Copy each line containing "after" from the listing below.
::::::
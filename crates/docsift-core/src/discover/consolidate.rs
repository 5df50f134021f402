//! Folding raw matches into one schema entry per key.

use std::collections::BTreeMap;

use serde::{Deserialize, Serialize};

use super::ExtractedField;

/// Where a value was seen.
#[derive(Debug, Clone, PartialEq, Serialize, Deserialize)]
pub struct Provenance {
    pub value: String,
    pub page: u32,
    pub confidence: f32,
    pub method: String,
}

impl From<&ExtractedField> for Provenance {
    fn from(field: &ExtractedField) -> Self {
        Self {
            value: field.value.clone(),
            page: field.page,
            confidence: field.confidence,
            method: field.method.clone(),
        }
    }
}

/// A single observed value, or every distinct value in first-seen order.
#[derive(Debug, Clone, PartialEq, Serialize, Deserialize)]
#[serde(untagged)]
pub enum SchemaEntry {
    Single(Provenance),
    Multiple(Vec<Provenance>),
}

impl SchemaEntry {
    /// Distinct values in first-seen order.
    pub fn values(&self) -> Vec<&str> {
        match self {
            SchemaEntry::Single(p) => vec![p.value.as_str()],
            SchemaEntry::Multiple(list) => list.iter().map(|p| p.value.as_str()).collect(),
        }
    }

    fn ingest(self, record: Provenance) -> Self {
        match self {
            SchemaEntry::Single(existing) if existing.value == record.value => {
                SchemaEntry::Single(existing)
            }
            SchemaEntry::Single(existing) => SchemaEntry::Multiple(vec![existing, record]),
            SchemaEntry::Multiple(mut list) => {
                if !list.iter().any(|p| p.value == record.value) {
                    list.push(record);
                }
                SchemaEntry::Multiple(list)
            }
        }
    }
}

/// Key to schema entry, built by folding extracted fields in order.
#[derive(Debug, Clone, Default, PartialEq, Serialize, Deserialize)]
#[serde(transparent)]
pub struct ConsolidatedSchema {
    entries: BTreeMap<String, SchemaEntry>,
}

impl ConsolidatedSchema {
    /// Return the schema with one more field applied.
    ///
    /// Re-applying a value already recorded for the key is a no-op.
    pub fn ingest(mut self, field: &ExtractedField) -> Self {
        let record = Provenance::from(field);
        let entry = match self.entries.remove(&field.key) {
            Some(existing) => existing.ingest(record),
            None => SchemaEntry::Single(record),
        };
        self.entries.insert(field.key.clone(), entry);
        self
    }

    pub fn get(&self, key: &str) -> Option<&SchemaEntry> {
        self.entries.get(key)
    }

    pub fn iter(&self) -> impl Iterator<Item = (&str, &SchemaEntry)> {
        self.entries.iter().map(|(k, v)| (k.as_str(), v))
    }

    pub fn len(&self) -> usize {
        self.entries.len()
    }

    pub fn is_empty(&self) -> bool {
        self.entries.is_empty()
    }
}

/// Fold fields, in upstream order, into a schema.
pub fn consolidate<'a, I>(fields: I) -> ConsolidatedSchema
where
    I: IntoIterator<Item = &'a ExtractedField>,
{
    fields
        .into_iter()
        .fold(ConsolidatedSchema::default(), ConsolidatedSchema::ingest)
}
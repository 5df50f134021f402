//! Fixed regex patterns shared by the strategies and discovery.

use lazy_static::lazy_static;
use regex::Regex;

lazy_static! {
    // Label separator left at the start of an anchor-window line
    pub static ref LABEL_PREFIX: Regex = Regex::new(
        r"^(?::|\s*[-–•:]\s*)"
    ).unwrap();

    // Generic "Label: value" / "Label - value" line
    pub static ref KEY_VALUE_LINE: Regex = Regex::new(
        r"^\s*([A-Za-z][A-Za-z0-9 /\-()&]+?)\s*[:\-]\s*(.+?)\s*$"
    ).unwrap();

    pub static ref NON_KEY_CHARS: Regex = Regex::new(
        r"[^a-z0-9]+"
    ).unwrap();

    // US-style money amount: 1,234.56 or 1234.56, optional $
    pub static ref AMOUNT_PATTERN: Regex = Regex::new(
        r"-?\$?\s*(\d{1,3}(?:,\d{3})+|\d+)(?:\.(\d{1,2}))?"
    ).unwrap();
}

/// Split text into lines the way a universal-newline reader does.
///
/// Besides `\n`, `\r\n` and `\r` this also breaks on the vertical tab, form
/// feed (page breaks in extracted PDF text), the file/group/record
/// separators, NEL and the Unicode line/paragraph separators. A trailing
/// line break does not produce an empty final line.
pub fn split_lines(text: &str) -> Vec<&str> {
    let mut lines = Vec::new();
    let mut start = 0;
    let mut chars = text.char_indices().peekable();

    while let Some((i, c)) = chars.next() {
        if !is_line_break(c) {
            continue;
        }
        lines.push(&text[start..i]);
        let mut end = i + c.len_utf8();
        if c == '\r' {
            if let Some(&(j, '\n')) = chars.peek() {
                chars.next();
                end = j + 1;
            }
        }
        start = end;
    }

    if start < text.len() {
        lines.push(&text[start..]);
    }

    lines
}

fn is_line_break(c: char) -> bool {
    matches!(
        c,
        '\n' | '\r' | '\u{0b}' | '\u{0c}' | '\u{1c}' | '\u{1d}' | '\u{1e}' | '\u{85}' | '\u{2028}' | '\u{2029}'
    )
}

/// Normalize a free-form label into a snake_case key.
pub fn normalize_key(label: &str) -> String {
    NON_KEY_CHARS
        .replace_all(&label.to_lowercase(), "_")
        .trim_matches('_')
        .to_string()
}
//! Gatehouse - embeddable asynchronous HTTP/1.x server framework.
//!
//! The core is a request-dispatch engine: connections are read
//! incrementally under a deadline, requests resolved to registered
//! handlers by longest-prefix matching (after bounded redirect resolution
//! and an optional authentication gate), and responses driven back with
//! keep-alive aware lifecycle management.

pub mod config;
pub mod http;
pub mod server;
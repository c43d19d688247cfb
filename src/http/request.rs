use std::fmt;

use crate::http::headers::HeaderMap;

#[derive(Debug, Clone, Copy, PartialEq, Eq)]
pub enum Method {
    GET,
    POST,
    PUT,
    DELETE,
    HEAD,
    OPTIONS,
    PATCH,
}

#[derive(Debug, Clone, Copy, PartialEq, Eq)]
pub enum Version {
    Http10,
    Http11,
}

/// A fully parsed HTTP request.
///
/// The resource is the path portion of the request line as the client sent
/// it. Redirection may rewrite it during dispatch; `original_resource` keeps
/// the first-seen value for logging and is never changed after parsing.
#[derive(Debug, Clone)]
pub struct Request {
    pub method: Method,
    resource: String,
    original_resource: String,
    pub version: Version,
    pub headers: HeaderMap,
    pub body: Vec<u8>,
    valid: bool,
    expect_continue: bool,
}

pub struct RequestBuilder {
    method: Option<Method>,
    resource: Option<String>,
    version: Version,
    headers: HeaderMap,
    body: Vec<u8>,
}

impl Method {
    pub fn from_str(s: &str) -> Option<Self> {
        match s {
            "GET" => Some(Method::GET),
            "POST" => Some(Method::POST),
            "PUT" => Some(Method::PUT),
            "DELETE" => Some(Method::DELETE),
            "HEAD" => Some(Method::HEAD),
            "OPTIONS" => Some(Method::OPTIONS),
            "PATCH" => Some(Method::PATCH),
            _ => None,
        }
    }

    pub fn as_str(&self) -> &'static str {
        match self {
            Method::GET => "GET",
            Method::POST => "POST",
            Method::PUT => "PUT",
            Method::DELETE => "DELETE",
            Method::HEAD => "HEAD",
            Method::OPTIONS => "OPTIONS",
            Method::PATCH => "PATCH",
        }
    }

    /// Whether a request with this method may carry a body when no framing
    /// headers are present (HTTP/1.0 read-until-close).
    pub fn allows_body(&self) -> bool {
        matches!(self, Method::POST | Method::PUT | Method::PATCH)
    }
}

impl fmt::Display for Method {
    fn fmt(&self, f: &mut fmt::Formatter<'_>) -> fmt::Result {
        f.write_str(self.as_str())
    }
}

impl Version {
    pub fn as_str(&self) -> &'static str {
        match self {
            Version::Http10 => "HTTP/1.0",
            Version::Http11 => "HTTP/1.1",
        }
    }
}

impl fmt::Display for Version {
    fn fmt(&self, f: &mut fmt::Formatter<'_>) -> fmt::Result {
        f.write_str(self.as_str())
    }
}

impl Request {
    pub(crate) fn new(
        method: Method,
        resource: String,
        version: Version,
        headers: HeaderMap,
    ) -> Self {
        Self {
            method,
            original_resource: resource.clone(),
            resource,
            version,
            headers,
            body: Vec::new(),
            valid: false,
            expect_continue: false,
        }
    }

    pub fn resource(&self) -> &str {
        &self.resource
    }

    /// The resource as first seen on the request line, untouched by
    /// redirection.
    pub fn original_resource(&self) -> &str {
        &self.original_resource
    }

    /// Rewrites the resource (redirection); the original is preserved.
    pub fn change_resource(&mut self, resource: impl Into<String>) {
        self.resource = resource.into();
    }

    /// The resource without its query string.
    pub fn path(&self) -> &str {
        match self.resource.split_once('?') {
            Some((path, _)) => path,
            None => &self.resource,
        }
    }

    /// The query string, if the resource carries one.
    pub fn query(&self) -> Option<&str> {
        self.resource.split_once('?').map(|(_, q)| q)
    }

    pub fn header(&self, name: &str) -> Option<&str> {
        self.headers.get(name)
    }

    pub fn content_length(&self) -> usize {
        self.header("Content-Length")
            .and_then(|v| v.parse().ok())
            .unwrap_or(0)
    }

    /// Connection persistence negotiated by the request: HTTP/1.1 defaults
    /// to keep-alive, HTTP/1.0 to close, and an explicit `Connection`
    /// header overrides either.
    pub fn keep_alive(&self) -> bool {
        match self.header("Connection") {
            Some(v) if v.eq_ignore_ascii_case("close") => false,
            Some(v) if v.eq_ignore_ascii_case("keep-alive") => true,
            _ => self.version == Version::Http11,
        }
    }

    pub fn is_valid(&self) -> bool {
        self.valid
    }

    pub(crate) fn set_valid(&mut self, valid: bool) {
        self.valid = valid;
    }

    /// True when the client sent `Expect: 100-continue`.
    pub fn expects_continue(&self) -> bool {
        self.expect_continue
    }

    pub(crate) fn set_expect_continue(&mut self, expect: bool) {
        self.expect_continue = expect;
    }
}

impl RequestBuilder {
    pub fn new() -> Self {
        Self {
            method: None,
            resource: None,
            version: Version::Http11,
            headers: HeaderMap::new(),
            body: Vec::new(),
        }
    }

    pub fn method(mut self, method: Method) -> Self {
        self.method = Some(method);
        self
    }

    pub fn resource(mut self, resource: impl Into<String>) -> Self {
        self.resource = Some(resource.into());
        self
    }

    pub fn version(mut self, version: Version) -> Self {
        self.version = version;
        self
    }

    pub fn header(mut self, name: impl Into<String>, value: impl Into<String>) -> Self {
        self.headers.append(name, value);
        self
    }

    pub fn body(mut self, body: Vec<u8>) -> Self {
        self.body = body;
        self
    }

    pub fn build(self) -> Result<Request, &'static str> {
        let mut request = Request::new(
            self.method.ok_or("method missing")?,
            self.resource.ok_or("resource missing")?,
            self.version,
            self.headers,
        );
        request.body = self.body;
        request.set_valid(true);
        Ok(request)
    }
}

impl Default for RequestBuilder {
    fn default() -> Self {
        Self::new()
    }
}
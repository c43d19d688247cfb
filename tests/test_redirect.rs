use gatehouse::server::redirect::RedirectTable;

#[test]
fn test_lookup_missing_entry() {
    let table = RedirectTable::new();
    assert_eq!(table.lookup("/anywhere"), None);
}

#[test]
fn test_add_and_lookup() {
    let table = RedirectTable::new();
    table.add("/old", "/new");

    assert_eq!(table.lookup("/old").as_deref(), Some("/new"));
    assert_eq!(table.lookup("/new"), None);
}

#[test]
fn test_trailing_slashes_normalised_on_both_sides() {
    let table = RedirectTable::new();
    table.add("/old/", "/new/");

    assert_eq!(table.lookup("/old").as_deref(), Some("/new"));
    assert_eq!(table.lookup("/old/").as_deref(), Some("/new"));
}

#[test]
fn test_add_replaces_existing_target() {
    let table = RedirectTable::new();
    table.add("/x", "/first");
    table.add("/x", "/second");

    assert_eq!(table.lookup("/x").as_deref(), Some("/second"));
}

#[test]
fn test_cycles_are_representable() {
    // the table itself allows cycles; the dispatcher bounds resolution
    let table = RedirectTable::new();
    table.add("/x", "/y");
    table.add("/y", "/x");

    assert_eq!(table.lookup("/x").as_deref(), Some("/y"));
    assert_eq!(table.lookup("/y").as_deref(), Some("/x"));
}
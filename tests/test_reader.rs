use gatehouse::http::connection::Connection;
use gatehouse::http::parser::ParseError;
use gatehouse::http::reader::{Reader, RecvError};
use gatehouse::http::request::{Method, Version};
use tokio::io::AsyncWriteExt;
use tokio::net::{TcpListener, TcpStream};

async fn connected_pair() -> (TcpStream, Connection) {
    let listener = TcpListener::bind("127.0.0.1:0").await.unwrap();
    let addr = listener.local_addr().unwrap();
    let (client, accepted) = tokio::join!(TcpStream::connect(addr), listener.accept());
    let (server, _) = accepted.unwrap();
    (client.unwrap(), Connection::new(server))
}

#[tokio::test]
async fn test_receive_complete_request() {
    let (mut client, mut conn) = connected_pair().await;
    let mut reader = Reader::new();

    client
        .write_all(b"GET /hello HTTP/1.1\r\nHost: example.com\r\n\r\n")
        .await
        .unwrap();

    let request = reader.receive(&mut conn).await.unwrap();
    assert_eq!(request.method, Method::GET);
    assert_eq!(request.resource(), "/hello");
    assert_eq!(request.header("Host"), Some("example.com"));
}

#[tokio::test]
async fn test_receive_request_split_across_writes() {
    let (mut client, mut conn) = connected_pair().await;
    let mut reader = Reader::new();

    let receive = tokio::spawn(async move {
        let request = reader.receive(&mut conn).await.unwrap();
        assert_eq!(request.resource(), "/split");
        assert_eq!(request.body, b"hello".to_vec());
    });

    client
        .write_all(b"POST /split HTTP/1.1\r\nContent-")
        .await
        .unwrap();
    tokio::time::sleep(std::time::Duration::from_millis(20)).await;
    client.write_all(b"Length: 5\r\n\r\nhel").await.unwrap();
    tokio::time::sleep(std::time::Duration::from_millis(20)).await;
    client.write_all(b"lo").await.unwrap();

    receive.await.unwrap();
}

#[tokio::test]
async fn test_receive_times_out_on_silence() {
    let (_client, mut conn) = connected_pair().await;
    let mut reader = Reader::new();
    reader.set_timeout(1);

    let result = reader.receive(&mut conn).await;
    assert!(matches!(result, Err(RecvError::Timeout)));
}

#[tokio::test]
async fn test_receive_eof_before_any_octet() {
    let (client, mut conn) = connected_pair().await;
    drop(client);

    let mut reader = Reader::new();
    let result = reader.receive(&mut conn).await;
    assert!(matches!(result, Err(RecvError::Eof)));
}

#[tokio::test]
async fn test_receive_eof_mid_message_is_parse_error() {
    let (mut client, mut conn) = connected_pair().await;
    let mut reader = Reader::new();

    client
        .write_all(b"POST / HTTP/1.1\r\nContent-Length: 10\r\n\r\nhel")
        .await
        .unwrap();
    drop(client);

    let result = reader.receive(&mut conn).await;
    match result {
        Err(err @ RecvError::Parse(ParseError::ContentLengthMismatch)) => {
            assert!(err.is_parse());
        }
        other => panic!("expected truncated-message parse error, got {:?}", other),
    }
}

#[tokio::test]
async fn test_receive_eof_mid_headers_is_not_answerable() {
    let (mut client, mut conn) = connected_pair().await;
    let mut reader = Reader::new();

    client.write_all(b"GET /ec").await.unwrap();
    drop(client);

    let result = reader.receive(&mut conn).await;
    match result {
        Err(err @ RecvError::Parse(ParseError::UnexpectedEof)) => {
            // the peer is gone, so this routes to the silent-close path
            assert!(!err.is_parse());
        }
        other => panic!("expected unexpected-eof parse error, got {:?}", other),
    }
}

#[tokio::test]
async fn test_receive_http10_body_until_close() {
    let (mut client, mut conn) = connected_pair().await;
    let mut reader = Reader::new();

    client
        .write_all(b"POST /submit HTTP/1.0\r\n\r\nsome payload")
        .await
        .unwrap();
    client.shutdown().await.unwrap();

    let request = reader.receive(&mut conn).await.unwrap();
    assert_eq!(request.version, Version::Http10);
    assert_eq!(request.body, b"some payload".to_vec());
}

#[tokio::test]
async fn test_receive_pipelined_requests_without_extra_reads() {
    let (mut client, mut conn) = connected_pair().await;
    let mut reader = Reader::new();

    client
        .write_all(
            b"GET /first HTTP/1.1\r\nHost: x\r\n\r\nGET /second HTTP/1.1\r\nHost: x\r\n\r\n",
        )
        .await
        .unwrap();

    let first = reader.receive(&mut conn).await.unwrap();
    assert_eq!(first.resource(), "/first");

    // the second request is served from buffered octets, no socket read
    drop(client);
    reader.reset();
    let second = reader.receive(&mut conn).await.unwrap();
    assert_eq!(second.resource(), "/second");
}

#[tokio::test]
async fn test_receive_rejects_oversize_body() {
    let (mut client, mut conn) = connected_pair().await;
    let mut reader = Reader::new();
    reader.set_max_content_length(4);

    client
        .write_all(b"POST / HTTP/1.1\r\nContent-Length: 100\r\n\r\n")
        .await
        .unwrap();

    let result = reader.receive(&mut conn).await;
    assert!(matches!(
        result,
        Err(RecvError::Parse(ParseError::ContentTooLarge))
    ));
}
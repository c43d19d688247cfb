use std::collections::BTreeMap;
use std::ops::Bound;
use std::sync::{Arc, Mutex};

use crate::http::request::Request;
use crate::http::writer::ResponseWriter;

/// A registered request handler.
///
/// Handlers build their response through the writer; the dispatch engine
/// sends it when the handler returns `Ok`. An `Err` is the recoverable
/// failure path: the accumulated body is discarded and a 500 page carrying
/// the error text goes out instead.
pub type RequestHandler =
    Arc<dyn Fn(&Request, &mut ResponseWriter) -> anyhow::Result<()> + Send + Sync>;

/// Strips one trailing '/' for storage and comparison.
pub fn strip_trailing_slash(resource: &str) -> &str {
    resource.strip_suffix('/').unwrap_or(resource)
}

/// Mutable mapping from resource prefix to handler, with longest-prefix
/// lookup.
///
/// Keys are stored without their trailing slash; the empty key is legal
/// and matches every resource as a last-resort catch-all. The registry may
/// be mutated by admin calls while dispatch is running; the lock is held
/// only for the map operation and the handler is cloned out before it is
/// released, so handlers never run under the lock.
pub struct ResourceRegistry {
    resources: Mutex<BTreeMap<String, RequestHandler>>,
}

impl ResourceRegistry {
    pub fn new() -> Self {
        Self {
            resources: Mutex::new(BTreeMap::new()),
        }
    }

    pub fn add(&self, resource: &str, handler: RequestHandler) {
        let clean = strip_trailing_slash(resource).to_string();
        self.lock().insert(clean.clone(), handler);
        tracing::info!(resource = %clean, "added request handler");
    }

    pub fn remove(&self, resource: &str) {
        let clean = strip_trailing_slash(resource);
        self.lock().remove(clean);
        tracing::info!(resource = %clean, "removed request handler");
    }

    /// Longest-prefix match with path-segment boundaries.
    ///
    /// Walks the sorted key set downwards from the greatest key not above
    /// the query. A key matches when it is empty, equals the resource, or
    /// is followed by '/' in the resource; the first acceptance is the
    /// longest such prefix.
    pub fn find(&self, resource: &str) -> Option<RequestHandler> {
        let resource = strip_trailing_slash(resource);
        let map = self.lock();
        for (key, handler) in map
            .range::<str, _>((Bound::Unbounded, Bound::Included(resource)))
            .rev()
        {
            if key.is_empty()
                || (resource.starts_with(key.as_str())
                    && (resource.len() == key.len()
                        || resource.as_bytes()[key.len()] == b'/'))
            {
                return Some(handler.clone());
            }
        }
        None
    }

    pub fn is_empty(&self) -> bool {
        self.lock().is_empty()
    }

    fn lock(&self) -> std::sync::MutexGuard<'_, BTreeMap<String, RequestHandler>> {
        self.resources
            .lock()
            .unwrap_or_else(|poisoned| poisoned.into_inner())
    }
}

impl Default for ResourceRegistry {
    fn default() -> Self {
        Self::new()
    }
}
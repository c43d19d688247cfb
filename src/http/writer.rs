use std::borrow::Cow;
use std::fmt::Display;
use std::io;

use crate::http::connection::{Connection, Lifecycle};
use crate::http::request::{Method, Request};
use crate::http::response::Response;

const HTTP_VERSION: &str = "HTTP/1.1";

/// Accumulates a response and emits it on the wire.
///
/// Nothing touches the transport until [`send`](ResponseWriter::send),
/// which serialises the status line, headers and body, then invokes
/// [`Connection::finish`] so the transport is closed or kept alive per its
/// lifecycle flag.
pub struct ResponseWriter {
    response: Response,
    segments: Vec<Cow<'static, [u8]>>,
    head_only: bool,
}

impl ResponseWriter {
    pub fn new() -> Self {
        Self {
            response: Response::new(),
            segments: Vec::new(),
            head_only: false,
        }
    }

    /// A writer answering `request`; HEAD responses carry headers but no
    /// body octets.
    pub fn for_request(request: &Request) -> Self {
        let mut writer = Self::new();
        writer.head_only = request.method == Method::HEAD;
        writer
    }

    pub fn response(&self) -> &Response {
        &self.response
    }

    pub fn response_mut(&mut self) -> &mut Response {
        &mut self.response
    }

    /// Appends to the body, copying the bytes.
    pub fn write(&mut self, bytes: &[u8]) {
        self.segments.push(Cow::Owned(bytes.to_vec()));
    }

    /// Appends to the body without copying; the buffer outlives the send
    /// by being static.
    pub fn write_static(&mut self, bytes: &'static [u8]) {
        self.segments.push(Cow::Borrowed(bytes));
    }

    /// Appends a formatted value to the body.
    pub fn push(&mut self, value: impl Display) {
        self.segments
            .push(Cow::Owned(value.to_string().into_bytes()));
    }

    pub fn body_len(&self) -> usize {
        self.segments.iter().map(|s| s.len()).sum()
    }

    pub fn clear_body(&mut self) {
        self.segments.clear();
    }

    /// Serialises and writes the response, then finishes the connection.
    ///
    /// A write failure forces the lifecycle to `Close` before finishing, so
    /// a broken transport is never recycled.
    pub async fn send(&mut self, conn: &mut Connection) -> io::Result<()> {
        if !self.response.headers.contains("Content-Length") {
            self.response
                .set_header("Content-Length", self.body_len().to_string());
        }
        if !self.response.headers.contains("Connection") {
            let value = match conn.lifecycle() {
                Lifecycle::KeepAlive => "keep-alive",
                Lifecycle::Close => "close",
            };
            self.response.set_header("Connection", value);
        }

        let mut head = format!(
            "{} {} {}\r\n",
            HTTP_VERSION,
            self.response.status().as_u16(),
            self.response.reason()
        )
        .into_bytes();
        for (name, value) in self.response.headers.iter() {
            head.extend_from_slice(name.as_bytes());
            head.extend_from_slice(b": ");
            head.extend_from_slice(value.as_bytes());
            head.extend_from_slice(b"\r\n");
        }
        head.extend_from_slice(b"\r\n");

        let result = self.write_out(conn, head).await;
        if result.is_err() {
            conn.set_lifecycle(Lifecycle::Close);
        }
        conn.finish().await;
        result
    }

    async fn write_out(&mut self, conn: &mut Connection, head: Vec<u8>) -> io::Result<()> {
        conn.write_all(&head).await?;
        if !self.head_only {
            for segment in &self.segments {
                conn.write_all(segment).await?;
            }
        }
        Ok(())
    }
}

impl Default for ResponseWriter {
    fn default() -> Self {
        Self::new()
    }
}
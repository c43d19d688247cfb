use std::collections::HashMap;
use std::sync::Mutex;

use crate::server::registry::strip_trailing_slash;

/// Mutable mapping from resource to resource.
///
/// The table only answers single lookups; chain resolution (and its depth
/// bound) belongs to the dispatch engine. Entries may form cycles or long
/// chains.
pub struct RedirectTable {
    redirects: Mutex<HashMap<String, String>>,
}

impl RedirectTable {
    pub fn new() -> Self {
        Self {
            redirects: Mutex::new(HashMap::new()),
        }
    }

    pub fn add(&self, requested: &str, target: &str) {
        let clean_requested = strip_trailing_slash(requested).to_string();
        let clean_target = strip_trailing_slash(target).to_string();
        tracing::info!(
            from = %clean_requested,
            to = %clean_target,
            "added redirection"
        );
        self.lock().insert(clean_requested, clean_target);
    }

    pub fn lookup(&self, resource: &str) -> Option<String> {
        self.lock().get(strip_trailing_slash(resource)).cloned()
    }

    fn lock(&self) -> std::sync::MutexGuard<'_, HashMap<String, String>> {
        self.redirects
            .lock()
            .unwrap_or_else(|poisoned| poisoned.into_inner())
    }
}

impl Default for RedirectTable {
    fn default() -> Self {
        Self::new()
    }
}
//! Cache de corpora lidos, pertencente a quem chama.
//!
//! Cada corpus é lido do disco no máximo uma vez durante a vida do cache.

use std::collections::hash_map::Entry;
use std::collections::HashMap;

use tracing::debug;

use crate::corpus::{read_corpus, Corpus, LoadedCorpus, ReadOptions};
use crate::error::Result;

#[derive(Debug, Default)]
pub struct CorpusCache {
    options: ReadOptions,
    entries: HashMap<Corpus, LoadedCorpus>,
}

impl CorpusCache {
    pub fn new(options: ReadOptions) -> Self {
        Self {
            options,
            entries: HashMap::new(),
        }
    }

    pub fn options(&self) -> &ReadOptions {
        &self.options
    }

    /// Retorna o corpus, lendo-o na primeira chamada. Falhas não são guardadas.
    pub fn get_or_load(&mut self, corpus: Corpus) -> Result<&LoadedCorpus> {
        match self.entries.entry(corpus) {
            Entry::Occupied(entry) => {
                debug!(corpus = %corpus, "corpus cache hit");
                Ok(entry.into_mut())
            }
            Entry::Vacant(entry) => {
                let loaded = read_corpus(corpus, &self.options)?;
                Ok(entry.insert(loaded))
            }
        }
    }

    pub fn contains(&self, corpus: Corpus) -> bool {
        self.entries.contains_key(&corpus)
    }

    pub fn len(&self) -> usize {
        self.entries.len()
    }

    pub fn is_empty(&self) -> bool {
        self.entries.is_empty()
    }

    /// Descarta um corpus para forçar nova leitura.
    pub fn invalidate(&mut self, corpus: Corpus) -> Option<LoadedCorpus> {
        self.entries.remove(&corpus)
    }
}

#[cfg(test)]
mod tests {
    use super::*;
    use std::path::PathBuf;

    #[test]
    fn test_loads_once() {
        let mut cache = CorpusCache::default();
        assert!(cache.is_empty());

        let first = cache.get_or_load(Corpus::Mock).unwrap().messages.as_ptr();
        let second = cache.get_or_load(Corpus::Mock).unwrap().messages.as_ptr();
        assert_eq!(first, second);
        assert_eq!(cache.len(), 1);
        assert!(cache.contains(Corpus::Mock));
    }

    #[test]
    fn test_failed_load_is_not_cached() {
        let mut cache = CorpusCache::new(ReadOptions {
            data_dir: PathBuf::from("/nonexistent/nlu-data"),
            strict: false,
        });
        assert!(cache.get_or_load(Corpus::Rasa).is_err());
        assert!(!cache.contains(Corpus::Rasa));
    }

    #[test]
    fn test_invalidate() {
        let mut cache = CorpusCache::default();
        cache.get_or_load(Corpus::Mock).unwrap();
        assert!(cache.invalidate(Corpus::Mock).is_some());
        assert!(cache.is_empty());
    }
}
::::::
SOLUTION TO THIS PROBLEM:
//! handlers by longest-prefix matching (after bounded redirect resolution
/// the first-seen value for logging and is never changed after parsing.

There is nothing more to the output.